By the time Oscar reached the outskirts of Washington, DC, The Louisiana air base had benn placed under siege.

The base's electrical power supply had long since been cut off for lack of payment. The aircraft had no fuel. The desperate federal troops were bartering stolen equipment for food and booze. Desertion was rampant. The air base commander had released a sobbing video confession and had shot himself.

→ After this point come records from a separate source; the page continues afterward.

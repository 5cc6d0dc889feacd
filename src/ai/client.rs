// src/ai/client.rs

use crate::config::LlmConfig;
use crate::error::AiError;
use async_trait::async_trait;
use serde::{Deserialize, Serialize};
use std::time::Duration;
use tracing::{debug, instrument};

#[derive(Debug, Clone, Copy, PartialEq, Eq, Serialize)]
#[serde(rename_all = "lowercase")]
pub enum Role {
    System,
    User,
}

#[derive(Debug, Clone, PartialEq, Serialize)]
pub struct ChatMessage {
    pub role: Role,
    pub content: String,
}

impl ChatMessage {
    pub fn system(content: impl Into<String>) -> Self {
        Self { role: Role::System, content: content.into() }
    }

    pub fn user(content: impl Into<String>) -> Self {
        Self { role: Role::User, content: content.into() }
    }
}

/// One completion call: the conversation plus sampling limits.
#[derive(Debug, Clone, PartialEq)]
pub struct CompletionRequest {
    pub messages: Vec<ChatMessage>,
    pub temperature: f32,
    pub max_tokens: u32,
}

/// Generated text plus usage accounting.
#[derive(Debug, Clone, PartialEq, Default)]
pub struct Completion {
    pub text: String,
    pub total_tokens: Option<u32>,
}

/// A remote completion model.
#[async_trait]
pub trait CompletionModel: Send + Sync {
    /// The model identifier reported back to callers.
    fn model(&self) -> &str;

    async fn complete(&self, request: &CompletionRequest) -> Result<Completion, AiError>;
}

#[derive(Serialize)]
struct ChatCompletionBody<'a> {
    model: &'a str,
    messages: &'a [ChatMessage],
    temperature: f32,
    max_tokens: u32,
}

#[derive(Deserialize)]
struct ChatCompletionResponse {
    #[serde(default)]
    choices: Vec<Choice>,
    usage: Option<Usage>,
}

#[derive(Deserialize)]
struct Choice {
    message: ResponseMessage,
}

#[derive(Deserialize)]
struct ResponseMessage {
    content: Option<String>,
}

#[derive(Deserialize)]
struct Usage {
    total_tokens: Option<u32>,
}

/// Client for OpenAI-compatible `chat/completions` endpoints such as Groq's.
#[derive(Clone)]
pub struct OpenAiCompatClient {
    http_client: reqwest::Client,
    endpoint: String,
    api_key: Option<String>,
    model: String,
    timeout: Duration,
}

/// Resolves the chat completions endpoint from a base URL.
fn completions_endpoint(base: &str) -> String {
    let base = base.trim_end_matches('/');
    if base.ends_with("/chat/completions") {
        base.to_string()
    } else {
        format!("{base}/chat/completions")
    }
}

impl OpenAiCompatClient {
    pub fn new(http_client: reqwest::Client, config: &LlmConfig) -> Self {
        Self {
            http_client,
            endpoint: completions_endpoint(config.api_base.as_str()),
            api_key: config.api_key.clone(),
            model: config.model.clone(),
            timeout: config.timeout,
        }
    }
}

#[async_trait]
impl CompletionModel for OpenAiCompatClient {
    fn model(&self) -> &str {
        &self.model
    }

    #[instrument(skip(self, request), fields(model = %self.model, max_tokens = request.max_tokens), err)]
    async fn complete(&self, request: &CompletionRequest) -> Result<Completion, AiError> {
        let api_key = self.api_key.as_deref().ok_or(AiError::MissingApiKey)?;

        let body = ChatCompletionBody {
            model: &self.model,
            messages: &request.messages,
            temperature: request.temperature,
            max_tokens: request.max_tokens,
        };

        let response = self
            .http_client
            .post(&self.endpoint)
            .bearer_auth(api_key)
            .timeout(self.timeout)
            .json(&body)
            .send()
            .await?;

        let status = response.status();
        if !status.is_success() {
            let body = response.text().await.unwrap_or_default();
            return Err(AiError::Status { status: status.as_u16(), body });
        }

        let parsed: ChatCompletionResponse = response.json().await?;
        let total_tokens = parsed.usage.and_then(|u| u.total_tokens);
        let text = parsed
            .choices
            .into_iter()
            .next()
            .and_then(|c| c.message.content)
            .unwrap_or_default();

        debug!(chars = text.len(), ?total_tokens, "Completion received");
        Ok(Completion { text, total_tokens })
    }
}
// src/validator/cache.rs

use super::client::KeySetFetcher;
use super::model::JsonWebKeySet;
use crate::error::VerifierError;
use jsonwebtoken::DecodingKey;
use std::collections::HashMap;
use std::sync::Arc;
use std::time::{Duration, Instant};
use tokio::sync::{Mutex, RwLock};
use tracing::{debug, warn};

/// Time source for freshness checks.
pub trait Clock: Send + Sync {
    fn now(&self) -> Instant;
}

/// The monotonic system clock.
#[derive(Debug, Clone, Copy, Default)]
pub struct SystemClock;

impl Clock for SystemClock {
    fn now(&self) -> Instant {
        Instant::now()
    }
}

/// One fetched generation of verification keys, indexed by `kid`.
///
/// A set is never updated in place; a refresh replaces it wholesale.
pub struct SigningKeySet {
    keys: HashMap<String, Arc<DecodingKey>>,
    fetched_at: Instant,
}

impl SigningKeySet {
    /// Builds decoding keys for every usable RSA entry of `jwks`. Entries without
    /// a `kid`, of another key type, or with broken components are skipped.
    pub fn from_jwks(jwks: JsonWebKeySet, fetched_at: Instant) -> Self {
        let mut keys = HashMap::with_capacity(jwks.keys.len());
        for jwk in jwks.keys {
            let Some(kid) = jwk.kid else {
                debug!("Skipping JWK without a kid");
                continue;
            };
            if jwk.kty != "RSA" {
                debug!(kid = %kid, kty = %jwk.kty, "Skipping non-RSA JWK");
                continue;
            }
            let (Some(n), Some(e)) = (jwk.n.as_deref(), jwk.e.as_deref()) else {
                warn!(kid = %kid, "RSA JWK is missing its 'n' or 'e' component");
                continue;
            };
            match DecodingKey::from_rsa_components(n, e) {
                Ok(key) => {
                    keys.insert(kid, Arc::new(key));
                }
                Err(err) => warn!(kid = %kid, error = %err, "Invalid RSA JWK components"),
            }
        }
        Self { keys, fetched_at }
    }

    pub fn get(&self, kid: &str) -> Option<Arc<DecodingKey>> {
        self.keys.get(kid).cloned()
    }

    pub fn contains(&self, kid: &str) -> bool {
        self.keys.contains_key(kid)
    }

    pub fn len(&self) -> usize {
        self.keys.len()
    }

    pub fn is_empty(&self) -> bool {
        self.keys.is_empty()
    }

    /// A set is fresh strictly before `fetched_at + window`.
    pub fn is_fresh(&self, now: Instant, window: Duration) -> bool {
        now < self.fetched_at + window
    }
}

/// Time-boxed cache over a remote signing key set with a single rotation retry.
///
/// Refreshes are single-flight: concurrent misses queue on one lock and the
/// waiters reuse the set fetched by whoever went first.
pub struct KeySetCache {
    fetcher: Arc<dyn KeySetFetcher>,
    clock: Arc<dyn Clock>,
    freshness_window: Duration,
    current: RwLock<Option<Arc<SigningKeySet>>>,
    refresh_lock: Mutex<()>,
}

impl KeySetCache {
    pub fn new(fetcher: Arc<dyn KeySetFetcher>, clock: Arc<dyn Clock>, freshness_window: Duration) -> Self {
        Self {
            fetcher,
            clock,
            freshness_window,
            current: RwLock::new(None),
            refresh_lock: Mutex::new(()),
        }
    }

    /// Resolves the verification key for `kid`.
    ///
    /// Uses the cached set while it is fresh and fetches otherwise. When the
    /// key is not in that set, the set is re-fetched exactly once regardless
    /// of freshness before giving up with [`VerifierError::UnknownSigningKey`].
    pub async fn key_for(&self, kid: &str) -> Result<Arc<DecodingKey>, VerifierError> {
        let set = self.fresh_or_refreshed().await?;
        if let Some(key) = set.get(kid) {
            debug!(kid = %kid, "JWK cache hit");
            return Ok(key);
        }

        debug!(kid = %kid, "Key not in current set, forcing a refresh for key rotation");
        let set = self.force_refresh(&set).await?;
        set.get(kid)
            .ok_or_else(|| VerifierError::UnknownSigningKey(kid.to_string()))
    }

    async fn fresh_set(&self) -> Option<Arc<SigningKeySet>> {
        let now = self.clock.now();
        self.current
            .read()
            .await
            .as_ref()
            .filter(|set| set.is_fresh(now, self.freshness_window))
            .cloned()
    }

    async fn fresh_or_refreshed(&self) -> Result<Arc<SigningKeySet>, VerifierError> {
        if let Some(set) = self.fresh_set().await {
            return Ok(set);
        }

        let _guard = self.refresh_lock.lock().await;
        // Someone else may have refreshed while we waited for the lock.
        if let Some(set) = self.fresh_set().await {
            return Ok(set);
        }
        self.refresh().await
    }

    async fn force_refresh(&self, seen: &Arc<SigningKeySet>) -> Result<Arc<SigningKeySet>, VerifierError> {
        let _guard = self.refresh_lock.lock().await;
        if let Some(current) = self.current.read().await.as_ref() {
            if !Arc::ptr_eq(current, seen) {
                return Ok(Arc::clone(current));
            }
        }
        self.refresh().await
    }

    /// Fetches a new set and replaces the cached one. Callers hold `refresh_lock`.
    async fn refresh(&self) -> Result<Arc<SigningKeySet>, VerifierError> {
        let started = self.clock.now();
        let jwks = self.fetcher.fetch().await?;
        let set = Arc::new(SigningKeySet::from_jwks(jwks, started));
        debug!(keys = set.len(), "Signing key set refreshed");
        *self.current.write().await = Some(Arc::clone(&set));
        Ok(set)
    }
}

Green Huey had lost patience with the long-festering scandal. He was moving in for the kill. Attacking and seizing an federal air base with his loyal state militia would have been entirely too blatant and straightforward. Instead the rogue Governor employed proxy guerrillas.

Huey had won the favor of nomad prole groups by providing them with safe havens. He allowed them to squat in Louisiana's many federally declared contamination zones. These forgotten landscapes were tainted with petrochemical effluent and hormone-warping pesticides, and were hence officially unfit for human settlement. The prole hordes had different opinions on that subject.

Proles cheerfully grouped in any locale where conventional authority had grown weak. Whenever the net-based proles were not constantly harassed by the authorities, they coalesced and grew ambitious. Though easily scattered by focused crackdowns, they regrouped as swiftly as a horde of gnats. With their reaping machines and bio-breweries, they could live off the land at the very base of the food chain. They had no stake in the established order, and they cherished a canny street-level knowledge of society's infrastructural weaknesses. They made expensive enemies. . .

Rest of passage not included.